Saved entries:

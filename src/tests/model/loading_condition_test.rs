use super::{CompartmentLoad, LoadingCondition};
use crate::{
    common::{dbg_id::DbgId, table::Table},
    error::Error,
    model::tank_plan::{DensityTable, TankPlan},
    scanner::{cargo_hold_scanner::CargoHoldTables, sounding_scanner::SoundingTables},
};
use indexmap::IndexMap;
use std::sync::Once;
//
//
static INIT: Once = Once::new();
///
/// Once called initialisation.
fn init_once() {
    INIT.call_once(|| {
        let _ = env_logger::builder().is_test(true).try_init();
    })
}
///
/// Returns:
///  - ...
#[allow(clippy::unused_unit)]
fn init_each() -> () {}
///
/// Tank plan of `fields` with densities 0.5 (slot 1) and 1.5 (slot 2).
fn tank_plan(fields: &[(&str, &[f64])]) -> TankPlan {
    let fields: IndexMap<String, Vec<f64>> = fields
        .iter()
        .map(|(id, values)| (id.to_string(), values.to_vec()))
        .collect();
    TankPlan::new(fields, DensityTable::from(vec![0.5, 1.5]))
}
///
/// Sounding table of 2 rows, fill 40% and 60%.
fn sounding_table() -> Table {
    let mut row0 = vec![0.0; 13];
    let mut row1 = vec![0.0; 13];
    // volume, fill, lcg, tcg, vcg, inertia
    (row0[1], row0[8], row0[9], row0[10], row0[11], row0[12]) = (100.0, 40.0, 10.0, 2.0, 1.0, -30.0);
    (row1[1], row1[8], row1[9], row1[10], row1[11], row1[12]) = (200.0, 60.0, 20.0, 4.0, 3.0, 10.0);
    Table::from_rows(13, [row0, row1])
}
///
/// Cargo hold table of 12 rows, capacity 1100 m3.
fn hold_table() -> Table {
    Table::from_rows(
        6,
        (0..12).map(|i| {
            let i = i as f64;
            vec![0.5 * i, 100.0 * i, 50.0 + i, 0.0, i, 0.0]
        }),
    )
}
///
/// Each class of compartments.
#[test]
fn calculate() {
    init_once();
    init_each();
    let dbgid = DbgId("test LoadingCondition.calculate".to_owned());
    log::debug!("\n{}", dbgid);
    let plan = tank_plan(&[
        ("Lightweight", &[5000.0, 60.0, 0.0, 10.0]),
        ("R1.2", &[550.0, 50.0]),
        ("R2.1P", &[150.0, 50.0, 0.0]),
        ("Crew and Stores", &[30.0, 99.0, 100.0, 1.0, 15.0, 0.5]),
        ("R3.1", &[10.0, 50.0, 1.0, 2.0, 3.0, 0.25]),
        ("Floating Condition", &[8.1, 0.5]),
    ]);
    let sounding_tables: SoundingTables = [("R2.1P".to_owned(), sounding_table())].into_iter().collect();
    let hold_tables: CargoHoldTables = [(2, hold_table())].into_iter().collect();
    let loads = LoadingCondition::new(&dbgid, &plan, &sounding_tables, &hold_tables)
        .calculate()
        .unwrap();
    #[rustfmt::skip]
    let target = [
        // 0
        ("Lightweight",     CompartmentLoad { mass: 5000.0, lcg: 60.0,  tcg: 0.0, vcg: 10.0, fsm: 0.0 }),
        ("R1.2",            CompartmentLoad { mass: 275.0,  lcg: 55.5,  tcg: 0.0, vcg: 5.5,  fsm: 0.0 }),
        ("R2.1P",           CompartmentLoad { mass: 225.0,  lcg: 15.0,  tcg: 3.0, vcg: 2.0,  fsm: 0.0 }),
        ("Crew and Stores", CompartmentLoad { mass: 30.0,   lcg: 100.0, tcg: 1.0, vcg: 15.0, fsm: 0.5 }),
        ("R3.1",            CompartmentLoad { mass: 10.0,   lcg: 1.0,   tcg: 2.0, vcg: 3.0,  fsm: 0.25 }),
    ];
    let result: Vec<(&str, CompartmentLoad)> = loads.iter().map(|(id, load)| (id, *load)).collect();
    assert_eq!(result, target.to_vec(), "{} | loads", dbgid);
    assert!(loads.get("Floating Condition").is_none(), "{} | floating condition", dbgid);
}
///
/// The first failed compartment fails the calculation.
#[test]
fn calculate_failure() {
    init_once();
    init_each();
    let dbgid = DbgId("test LoadingCondition.calculate_failure".to_owned());
    log::debug!("\n{}", dbgid);
    let lightweight: (&str, &[f64]) = ("Lightweight", &[5000.0, 60.0, 0.0, 10.0]);
    let short_hold = Table::from_rows(6, hold_table().rows().take(11).map(<[f64]>::to_vec));
    let single_row = Table::from_rows(13, sounding_table().rows().take(1).map(<[f64]>::to_vec));
    #[rustfmt::skip]
    let test_data: [(&[(&str, &[f64])], &str); 7] = [
        // 0
        (&[lightweight, ("R4.1", &[10.0, 50.0]), ("Crew", &[1.0])],  "R4.1"),
        (&[lightweight, ("Crew and Stores", &[30.0, 99.0, 100.0])],  "Crew and Stores"),
        (&[("Lightweight", &[5000.0, 60.0])],                        "Lightweight"),
        (&[lightweight, ("R1.3", &[550.0, 50.0])],                   "R1.3"),
        (&[lightweight, ("R1.4", &[550.0, 50.0])],                   "R1.4"),
        // 5
        (&[lightweight, ("R2.2S", &[150.0, 50.0])],                  "R2.2S"),
        (&[lightweight, ("R1.Z", &[150.0, 50.0])],                   "R1.Z"),
    ];
    let sounding_tables: SoundingTables = [
        ("R4.1".to_owned(), sounding_table()),
        ("R2.2S".to_owned(), single_row),
    ]
    .into_iter()
    .collect();
    let hold_tables: CargoHoldTables = [(4, short_hold)].into_iter().collect();
    for (step, (fields, target)) in test_data.into_iter().enumerate() {
        let plan = tank_plan(fields);
        let result = LoadingCondition::new(&dbgid, &plan, &sounding_tables, &hold_tables).calculate();
        assert!(
            matches!(&result, Err(Error::CompartmentResolution { id, .. }) if id == target),
            "{} | step={} target={} result={:?}",
            dbgid,
            step,
            target,
            result
        );
    }
}
///
/// Inertia moment is floored at zero.
#[test]
fn sounding_values() {
    init_once();
    init_each();
    let dbgid = DbgId("test LoadingCondition.sounding_values".to_owned());
    log::debug!("\n{}", dbgid);
    let plan = tank_plan(&[]);
    let (sounding_tables, hold_tables) = (SoundingTables::default(), CargoHoldTables::default());
    let condition = LoadingCondition::new(&dbgid, &plan, &sounding_tables, &hold_tables);
    #[rustfmt::skip]
    let test_data = [
        // 0
        (40.0, [100.0, 10.0, 2.0, 1.0, 0.0]),
        (55.0, [175.0, 17.5, 3.5, 2.5, 0.0]),
        (60.0, [200.0, 20.0, 4.0, 3.0, 10.0]),
        (70.0, [250.0, 25.0, 5.0, 4.0, 30.0]),
    ];
    for (step, (fill, target)) in test_data.into_iter().enumerate() {
        let vals = condition.sounding_values(&sounding_table(), fill).unwrap();
        let result = [vals.volume, vals.lcg, vals.tcg, vals.vcg, vals.inertia];
        assert_eq!(result, target, "{} | step={} fill={}", dbgid, step, fill);
    }
}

■ Work required:
What is the number of lines in the data that include "result"? Answer with that number alone.

■ Written reply:
8